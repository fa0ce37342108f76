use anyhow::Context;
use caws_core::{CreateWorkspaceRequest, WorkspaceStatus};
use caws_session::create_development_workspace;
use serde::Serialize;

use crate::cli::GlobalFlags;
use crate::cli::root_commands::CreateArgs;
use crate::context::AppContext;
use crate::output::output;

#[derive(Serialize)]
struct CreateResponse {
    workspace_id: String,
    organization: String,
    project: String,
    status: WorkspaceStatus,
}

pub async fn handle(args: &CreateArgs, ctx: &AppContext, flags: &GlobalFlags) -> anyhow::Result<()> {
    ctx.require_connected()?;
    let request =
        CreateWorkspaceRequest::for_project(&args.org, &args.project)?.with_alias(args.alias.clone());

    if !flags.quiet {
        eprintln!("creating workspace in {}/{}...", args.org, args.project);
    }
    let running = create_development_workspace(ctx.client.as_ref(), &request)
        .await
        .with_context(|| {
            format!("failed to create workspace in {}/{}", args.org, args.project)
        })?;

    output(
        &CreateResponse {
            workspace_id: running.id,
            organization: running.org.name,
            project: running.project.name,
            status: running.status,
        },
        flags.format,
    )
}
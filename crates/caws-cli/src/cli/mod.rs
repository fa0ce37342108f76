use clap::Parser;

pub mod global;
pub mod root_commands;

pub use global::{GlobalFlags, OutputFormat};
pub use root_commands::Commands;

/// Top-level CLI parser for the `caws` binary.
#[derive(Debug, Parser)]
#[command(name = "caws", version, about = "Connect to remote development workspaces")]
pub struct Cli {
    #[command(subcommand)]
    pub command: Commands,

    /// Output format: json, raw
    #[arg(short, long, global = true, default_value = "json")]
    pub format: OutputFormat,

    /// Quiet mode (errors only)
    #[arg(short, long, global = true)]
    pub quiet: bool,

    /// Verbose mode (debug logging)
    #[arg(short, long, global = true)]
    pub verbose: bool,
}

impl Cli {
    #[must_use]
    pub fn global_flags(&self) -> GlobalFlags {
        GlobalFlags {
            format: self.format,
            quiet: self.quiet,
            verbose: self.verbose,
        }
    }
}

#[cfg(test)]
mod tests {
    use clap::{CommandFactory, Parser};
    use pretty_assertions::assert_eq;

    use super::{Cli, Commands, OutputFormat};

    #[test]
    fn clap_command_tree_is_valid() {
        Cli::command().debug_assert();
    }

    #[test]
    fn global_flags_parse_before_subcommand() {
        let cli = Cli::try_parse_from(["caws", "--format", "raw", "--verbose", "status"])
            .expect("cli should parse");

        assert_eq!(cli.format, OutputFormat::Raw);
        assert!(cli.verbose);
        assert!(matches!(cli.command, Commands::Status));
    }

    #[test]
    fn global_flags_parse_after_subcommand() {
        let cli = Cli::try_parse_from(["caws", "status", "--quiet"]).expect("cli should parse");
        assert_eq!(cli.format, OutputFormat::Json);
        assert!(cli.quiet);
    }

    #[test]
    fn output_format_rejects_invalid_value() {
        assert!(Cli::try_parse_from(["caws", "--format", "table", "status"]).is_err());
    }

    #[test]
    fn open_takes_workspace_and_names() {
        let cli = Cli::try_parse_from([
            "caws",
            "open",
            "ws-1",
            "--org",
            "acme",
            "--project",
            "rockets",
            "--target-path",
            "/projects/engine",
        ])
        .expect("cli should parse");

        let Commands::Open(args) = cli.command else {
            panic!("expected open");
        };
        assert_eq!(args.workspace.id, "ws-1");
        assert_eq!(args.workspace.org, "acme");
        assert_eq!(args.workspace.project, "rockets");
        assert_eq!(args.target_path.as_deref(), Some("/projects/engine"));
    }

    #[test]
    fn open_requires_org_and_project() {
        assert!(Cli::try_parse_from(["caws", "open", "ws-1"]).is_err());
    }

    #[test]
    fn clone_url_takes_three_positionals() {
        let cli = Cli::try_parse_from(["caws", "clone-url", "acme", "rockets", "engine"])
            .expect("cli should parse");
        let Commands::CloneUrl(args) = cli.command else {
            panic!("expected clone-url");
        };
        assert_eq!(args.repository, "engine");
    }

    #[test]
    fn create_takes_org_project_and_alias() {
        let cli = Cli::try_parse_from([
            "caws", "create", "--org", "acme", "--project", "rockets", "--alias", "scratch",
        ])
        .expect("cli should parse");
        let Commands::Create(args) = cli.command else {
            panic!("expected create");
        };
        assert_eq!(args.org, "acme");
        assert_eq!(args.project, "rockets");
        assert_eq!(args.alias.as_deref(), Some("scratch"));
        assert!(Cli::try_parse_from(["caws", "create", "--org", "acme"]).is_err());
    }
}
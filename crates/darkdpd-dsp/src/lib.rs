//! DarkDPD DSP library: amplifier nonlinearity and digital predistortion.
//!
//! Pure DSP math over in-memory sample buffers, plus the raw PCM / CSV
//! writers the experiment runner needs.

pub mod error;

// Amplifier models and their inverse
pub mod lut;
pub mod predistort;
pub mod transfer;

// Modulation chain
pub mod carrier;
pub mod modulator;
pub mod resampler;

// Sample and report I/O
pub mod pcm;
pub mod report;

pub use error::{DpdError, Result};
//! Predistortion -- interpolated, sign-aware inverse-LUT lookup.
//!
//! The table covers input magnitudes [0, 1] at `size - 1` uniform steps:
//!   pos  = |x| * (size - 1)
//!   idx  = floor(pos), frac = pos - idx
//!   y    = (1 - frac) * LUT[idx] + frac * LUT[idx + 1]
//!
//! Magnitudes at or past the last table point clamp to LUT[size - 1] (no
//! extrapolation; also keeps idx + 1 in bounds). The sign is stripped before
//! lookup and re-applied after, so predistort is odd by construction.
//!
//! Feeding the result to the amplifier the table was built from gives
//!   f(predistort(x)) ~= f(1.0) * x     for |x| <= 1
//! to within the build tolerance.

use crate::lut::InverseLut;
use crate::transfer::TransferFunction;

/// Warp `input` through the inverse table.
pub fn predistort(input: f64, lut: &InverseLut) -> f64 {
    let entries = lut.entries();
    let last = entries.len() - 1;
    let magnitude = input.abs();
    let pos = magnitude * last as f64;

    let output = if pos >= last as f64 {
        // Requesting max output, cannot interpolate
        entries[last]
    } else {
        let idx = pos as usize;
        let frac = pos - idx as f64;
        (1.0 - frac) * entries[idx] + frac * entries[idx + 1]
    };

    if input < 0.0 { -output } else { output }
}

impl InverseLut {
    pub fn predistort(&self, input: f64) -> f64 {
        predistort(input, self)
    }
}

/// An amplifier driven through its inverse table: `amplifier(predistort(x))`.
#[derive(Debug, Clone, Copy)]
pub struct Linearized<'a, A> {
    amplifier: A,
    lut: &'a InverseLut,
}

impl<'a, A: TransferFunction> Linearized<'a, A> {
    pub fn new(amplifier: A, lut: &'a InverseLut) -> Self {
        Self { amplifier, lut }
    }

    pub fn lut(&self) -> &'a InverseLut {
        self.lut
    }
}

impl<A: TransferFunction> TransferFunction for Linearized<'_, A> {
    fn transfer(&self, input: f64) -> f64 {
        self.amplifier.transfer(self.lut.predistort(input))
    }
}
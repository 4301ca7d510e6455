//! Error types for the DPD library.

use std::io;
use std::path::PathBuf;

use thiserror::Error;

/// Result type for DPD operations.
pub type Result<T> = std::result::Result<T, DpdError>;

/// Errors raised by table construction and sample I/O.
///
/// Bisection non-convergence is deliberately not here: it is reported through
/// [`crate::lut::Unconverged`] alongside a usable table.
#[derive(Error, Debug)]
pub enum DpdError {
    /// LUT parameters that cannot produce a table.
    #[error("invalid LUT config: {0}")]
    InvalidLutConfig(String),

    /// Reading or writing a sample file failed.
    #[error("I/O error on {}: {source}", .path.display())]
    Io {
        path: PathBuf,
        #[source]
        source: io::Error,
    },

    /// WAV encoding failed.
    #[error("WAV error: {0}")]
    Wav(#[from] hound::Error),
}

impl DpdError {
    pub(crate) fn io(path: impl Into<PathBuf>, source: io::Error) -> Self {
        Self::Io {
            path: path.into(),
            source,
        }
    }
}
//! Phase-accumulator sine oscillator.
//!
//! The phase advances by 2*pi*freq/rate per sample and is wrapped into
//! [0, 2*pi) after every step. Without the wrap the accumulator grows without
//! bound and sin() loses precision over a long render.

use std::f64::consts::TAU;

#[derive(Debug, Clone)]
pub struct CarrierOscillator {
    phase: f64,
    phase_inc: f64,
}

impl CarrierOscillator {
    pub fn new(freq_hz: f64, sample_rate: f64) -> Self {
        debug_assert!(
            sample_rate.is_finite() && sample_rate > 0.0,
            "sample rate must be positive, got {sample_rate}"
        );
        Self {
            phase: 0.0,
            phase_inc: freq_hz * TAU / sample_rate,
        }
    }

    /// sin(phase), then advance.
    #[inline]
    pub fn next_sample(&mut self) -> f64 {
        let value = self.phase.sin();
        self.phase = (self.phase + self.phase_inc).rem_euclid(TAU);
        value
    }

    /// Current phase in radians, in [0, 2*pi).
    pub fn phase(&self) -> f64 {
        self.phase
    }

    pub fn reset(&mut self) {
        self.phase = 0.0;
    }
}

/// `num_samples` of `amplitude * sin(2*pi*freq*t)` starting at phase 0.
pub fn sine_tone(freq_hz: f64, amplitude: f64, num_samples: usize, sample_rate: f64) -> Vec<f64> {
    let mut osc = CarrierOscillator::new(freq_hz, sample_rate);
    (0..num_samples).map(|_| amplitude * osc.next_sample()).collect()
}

---*---

Within the listing above, copy each line that has the string "entries".

*Written answer*
    let entries = lut.entries();
    let last = entries.len() - 1;
        entries[last]
        (1.0 - frac) * entries[idx] + frac * entries[idx + 1]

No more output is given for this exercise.